[Stored data entries]
========================
//! Impact scene: an asteroid closing in on Earth.
//!
//! The asteroid's position is a function of elapsed simulation time, either
//! a straight line from [`APPROACH_START`] toward Earth or a streamed
//! trajectory. Each frame the distance to Earth is fed to the
//! [`ImpactEstimator`]; on contact:
//! - the contact time is narrowed down between the last two frames
//! - the simulation is paused
//! - an [`ImpactEvent`] is sent for the UI and effects
//! - the result is stored in [`ApproachState`] until the next rewind

use bevy::math::DVec3;
use bevy::prelude::*;

use crate::error::ModelError;
use crate::impact::{
    ImpactEstimator, ImpactParameters, ImpactResult, estimate, refine_contact_time,
};
use crate::time::advance_time;
use crate::trajectory::feed::TrajectorySlot;
use crate::trajectory::stream::StreamUpdate;
use crate::trajectory::{SampledTrajectory, TrajectoryError, TrajectorySample};
use crate::types::{DEFAULT_DENSITY, EARTH_RADIUS_M, SimulationTime, ViewMode};

/// Earth's radius in scene units.
pub const EARTH_SCENE_RADIUS: f64 = 20.0;

/// Earth's center in the impact scene.
pub const EARTH_SCENE_CENTER: DVec3 = DVec3::new(0.0, -2.0, -10.0);

/// Where a straight-line approach begins.
pub const APPROACH_START: DVec3 = DVec3::new(200.0, 50.0, 600.0);

/// Scene units travelled per second for each km/s of closing speed.
pub const SCENE_UNITS_PER_KM_S: f64 = 1.0;

/// Asteroid diameter in metres per scene unit of displayed radius.
pub const METERS_PER_SCENE_RADIUS: f64 = 200.0;

/// Metres to scene units for streamed geocentric trajectories.
pub const STREAM_SCENE_SCALE: f64 = EARTH_SCENE_RADIUS / EARTH_RADIUS_M;

/// Trajectory seconds played back per unit of simulation time.
pub const STREAM_TIME_SCALE: f64 = 60.0;

pub const MIN_DIAMETER_M: f64 = 1.0;
pub const MAX_DIAMETER_M: f64 = 2000.0;
pub const MIN_SPEED_KM_S: f64 = 1.0;
pub const MAX_SPEED_KM_S: f64 = 70.0;

/// User-adjustable asteroid parameters.
#[derive(Resource, Clone, Debug, PartialEq)]
pub struct ImpactControls {
    pub diameter_m: f64,
    pub closing_speed_km_s: f64,
    pub density: f64,
}

impl Default for ImpactControls {
    fn default() -> Self {
        Self {
            diameter_m: 40.0,
            closing_speed_km_s: 20.0,
            density: DEFAULT_DENSITY,
        }
    }
}

impl ImpactControls {
    /// Radius of the asteroid sphere in scene units.
    pub fn scene_radius(&self) -> f64 {
        self.diameter_m / METERS_PER_SCENE_RADIUS
    }

    /// How fast the asteroid moves across the scene.
    pub fn scene_speed(&self) -> f64 {
        self.closing_speed_km_s * SCENE_UNITS_PER_KM_S
    }

    /// Parameters for the estimator, with distances in scene units.
    pub fn parameters(&self) -> Result<ImpactParameters, ModelError> {
        ImpactParameters::new(
            self.diameter_m,
            self.closing_speed_km_s * 1000.0,
            EARTH_SCENE_RADIUS,
        )?
        .with_density(self.density)?
        .with_contact_radius(self.scene_radius())
    }
}

/// Path the asteroid follows.
#[derive(Resource, Clone, Debug)]
pub struct Approach {
    pub start: DVec3,
    pub target_center: DVec3,
    /// Streamed trajectory in geocentric metres; replaces the straight line.
    pub trajectory: Option<SampledTrajectory>,
}

impl Default for Approach {
    fn default() -> Self {
        Self {
            start: APPROACH_START,
            target_center: EARTH_SCENE_CENTER,
            trajectory: None,
        }
    }
}

impl Approach {
    /// Scene position after `elapsed` time units.
    pub fn position(&self, elapsed: f64, scene_speed: f64) -> DVec3 {
        match &self.trajectory {
            Some(trajectory) => {
                let t = trajectory.start_time() + elapsed * STREAM_TIME_SCALE;
                self.scene_point(trajectory.sample_clamped(t))
            }
            None => straight_line(self.start, self.target_center, scene_speed, elapsed),
        }
    }

    /// Velocity in m/s after `elapsed` time units.
    ///
    /// A streamed trajectory supplies its own velocity. The straight line
    /// moves at `closing_speed_mps`.
    pub fn velocity(&self, elapsed: f64, closing_speed_mps: f64) -> DVec3 {
        let direction = (self.target_center - self.start).normalize_or_zero();
        match &self.trajectory {
            Some(trajectory) => {
                let t = trajectory.start_time() + elapsed * STREAM_TIME_SCALE;
                trajectory
                    .velocity(t)
                    .unwrap_or(direction * closing_speed_mps)
            }
            None => direction * closing_speed_mps,
        }
    }

    /// Add live samples to the streamed trajectory, or start a new one when
    /// they do not continue it. Returns whether the approach restarted.
    pub fn apply_samples(
        &mut self,
        samples: Vec<TrajectorySample>,
    ) -> Result<bool, TrajectoryError> {
        if let Some(trajectory) = self.trajectory.as_mut()
            && trajectory.continues_with(&samples)
        {
            trajectory.extend(samples)?;
            return Ok(false);
        }
        self.trajectory = Some(SampledTrajectory::new(samples)?);
        Ok(true)
    }

    /// Map a geocentric position in metres into the scene.
    pub fn scene_point(&self, geocentric_m: DVec3) -> DVec3 {
        self.target_center + geocentric_m * STREAM_SCENE_SCALE
    }
}

/// Point `speed * elapsed` along the segment from `start` to `target`,
/// stopping at `target`.
pub fn straight_line(start: DVec3, target: DVec3, speed: f64, elapsed: f64) -> DVec3 {
    let to_target = target - start;
    let total = to_target.length();
    let travelled = (speed * elapsed.max(0.0)).min(total);
    start + to_target.normalize_or_zero() * travelled
}

/// Detector state and the most recent impact.
#[derive(Resource, Default)]
pub struct ApproachState {
    pub estimator: ImpactEstimator,
    pub last_impact: Option<ImpactEvent>,
    /// Elapsed time of the last evaluated frame.
    last_elapsed: Option<f64>,
}

impl ApproachState {
    pub fn clear(&mut self) {
        self.estimator.reset();
        self.last_impact = None;
        self.last_elapsed = None;
    }
}

/// The asteroid made contact.
#[derive(Message, Clone, Copy, Debug, PartialEq)]
pub struct ImpactEvent {
    pub result: ImpactResult,
    /// Scene position of the asteroid at contact.
    pub position: DVec3,
    /// Simulation time of contact.
    pub time: f64,
}

/// Put the asteroid back at the start of its path, paused.
#[derive(Message, Clone, Copy, Debug, Default)]
pub struct RewindEvent;

/// Marker for the asteroid entity.
#[derive(Component)]
pub struct Asteroid;

/// Marker for the body the asteroid is aimed at.
#[derive(Component)]
pub struct ImpactTarget;

/// Systems that move and test the asteroid.
#[derive(SystemSet, Clone, Debug, PartialEq, Eq, Hash)]
pub struct ApproachSystems;

pub struct ApproachPlugin;

impl Plugin for ApproachPlugin {
    fn build(&self, app: &mut App) {
        app.add_message::<ImpactEvent>()
            .add_message::<RewindEvent>()
            .init_resource::<ImpactControls>()
            .init_resource::<Approach>()
            .init_resource::<ApproachState>()
            .init_resource::<ViewMode>()
            .add_systems(
                Update,
                handle_rewind.after(advance_time).before(ApproachSystems),
            )
            .add_systems(
                Update,
                (swap_streamed_trajectory, move_asteroid, detect_impact)
                    .chain()
                    .in_set(ApproachSystems)
                    .after(advance_time)
                    .run_if(|mode: Res<ViewMode>| *mode == ViewMode::Impact),
            );
    }
}

/// Rewind the clock and re-arm the detector.
pub fn handle_rewind(
    mut rewind_events: MessageReader<RewindEvent>,
    mut sim_time: ResMut<SimulationTime>,
    mut state: ResMut<ApproachState>,
) {
    // Several rewinds in one frame are one rewind
    if rewind_events.read().count() == 0 {
        return;
    }

    info!("Rewinding simulation...");
    sim_time.reset();
    state.clear();
}

/// Apply the update published since the last frame.
///
/// A new trajectory restarts the approach on it. Live samples extend the
/// current trajectory while the clock keeps running, unless they start a
/// new one. Does nothing without a [`TrajectorySlot`] resource.
pub fn swap_streamed_trajectory(
    slot: Option<Res<TrajectorySlot>>,
    mut approach: ResMut<Approach>,
    mut sim_time: ResMut<SimulationTime>,
    mut state: ResMut<ApproachState>,
    mut rewind_events: MessageWriter<RewindEvent>,
) {
    let Some(update) = slot.and_then(|slot| slot.take()) else {
        return;
    };

    let restarted = match update {
        StreamUpdate::Replace(trajectory) => {
            approach.trajectory = Some(trajectory);
            true
        }
        StreamUpdate::Append(samples) => match approach.apply_samples(samples) {
            Ok(restarted) => restarted,
            Err(err) => {
                warn!("Dropping live samples: {err}");
                return;
            }
        },
    };
    if !restarted {
        return;
    }

    if let Some(trajectory) = &approach.trajectory {
        info!(
            "New trajectory: {} samples over {:.0} s",
            trajectory.len(),
            trajectory.end_time() - trajectory.start_time()
        );
    }
    sim_time.reset();
    state.clear();
    // Lets effects and the UI drop the previous impact
    rewind_events.write(RewindEvent);
}

pub fn move_asteroid(
    sim_time: Res<SimulationTime>,
    approach: Res<Approach>,
    controls: Res<ImpactControls>,
    mut asteroids: Query<&mut Transform, With<Asteroid>>,
) {
    let position = approach.position(sim_time.elapsed(), controls.scene_speed());
    let scale = controls.scene_radius() as f32;
    for mut transform in asteroids.iter_mut() {
        transform.translation = position.as_vec3();
        transform.scale = Vec3::splat(scale);
    }
}

/// Evaluate contact for this frame.
pub fn detect_impact(
    mut sim_time: ResMut<SimulationTime>,
    approach: Res<Approach>,
    controls: Res<ImpactControls>,
    mut state: ResMut<ApproachState>,
    mut impact_events: MessageWriter<ImpactEvent>,
) {
    // Skip if paused (avoid re-testing a frozen frame)
    if sim_time.paused {
        return;
    }

    let params = match controls.parameters() {
        Ok(params) => params,
        Err(err) => {
            warn!("Impact parameters rejected: {err}");
            return;
        }
    };

    let scene_speed = controls.scene_speed();
    let elapsed = sim_time.elapsed();
    let previous = state.last_elapsed.replace(elapsed);
    let distance = |t: f64| approach.position(t, scene_speed).distance(approach.target_center);

    let position = approach.position(elapsed, scene_speed);
    let contact_point = position - approach.target_center;
    if state
        .estimator
        .evaluate(&params, contact_point.length(), contact_point)
        .is_none()
    {
        return;
    }

    let contact_elapsed = match previous {
        Some(before) if before < elapsed => {
            refine_contact_time(before, elapsed, params.contact_threshold(), distance)
        }
        _ => elapsed,
    };
    let position = approach.position(contact_elapsed, scene_speed);
    let contact_point = position - approach.target_center;
    let velocity = approach.velocity(contact_elapsed, params.closing_speed_mps());

    let params = match contact_parameters(params, &approach, velocity) {
        Ok(params) => params,
        Err(err) => {
            warn!("Streamed closing speed rejected: {err}");
            return;
        }
    };
    let result = estimate(&params, contact_point, state.estimator.classifier())
        .with_entry_velocity(velocity, contact_point);

    info!(
        "IMPACT! {:.2e} J ({:.2e} t TNT), {:?} {}",
        result.energy_joules,
        result.energy_tons_tnt,
        result.severity,
        if result.is_ocean_impact { "ocean" } else { "land" },
    );

    let event = ImpactEvent {
        result,
        position,
        time: sim_time.current - (elapsed - contact_elapsed),
    };
    impact_events.write(event);
    state.last_impact = Some(event);
    sim_time.paused = true;
}

/// A streamed trajectory hits at its own speed, not the slider's.
fn contact_parameters(
    params: ImpactParameters,
    approach: &Approach,
    velocity: DVec3,
) -> Result<ImpactParameters, ModelError> {
    let speed = velocity.length();
    if approach.trajectory.is_some() && speed > 0.0 {
        params.with_closing_speed(speed)
    } else {
        Ok(params)
    }
}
========================
EXERCISE DETAILS:
Looking at the records above, how many lines include "from"? Please give the number and nothing more.

EXPECTED ANSWER:
2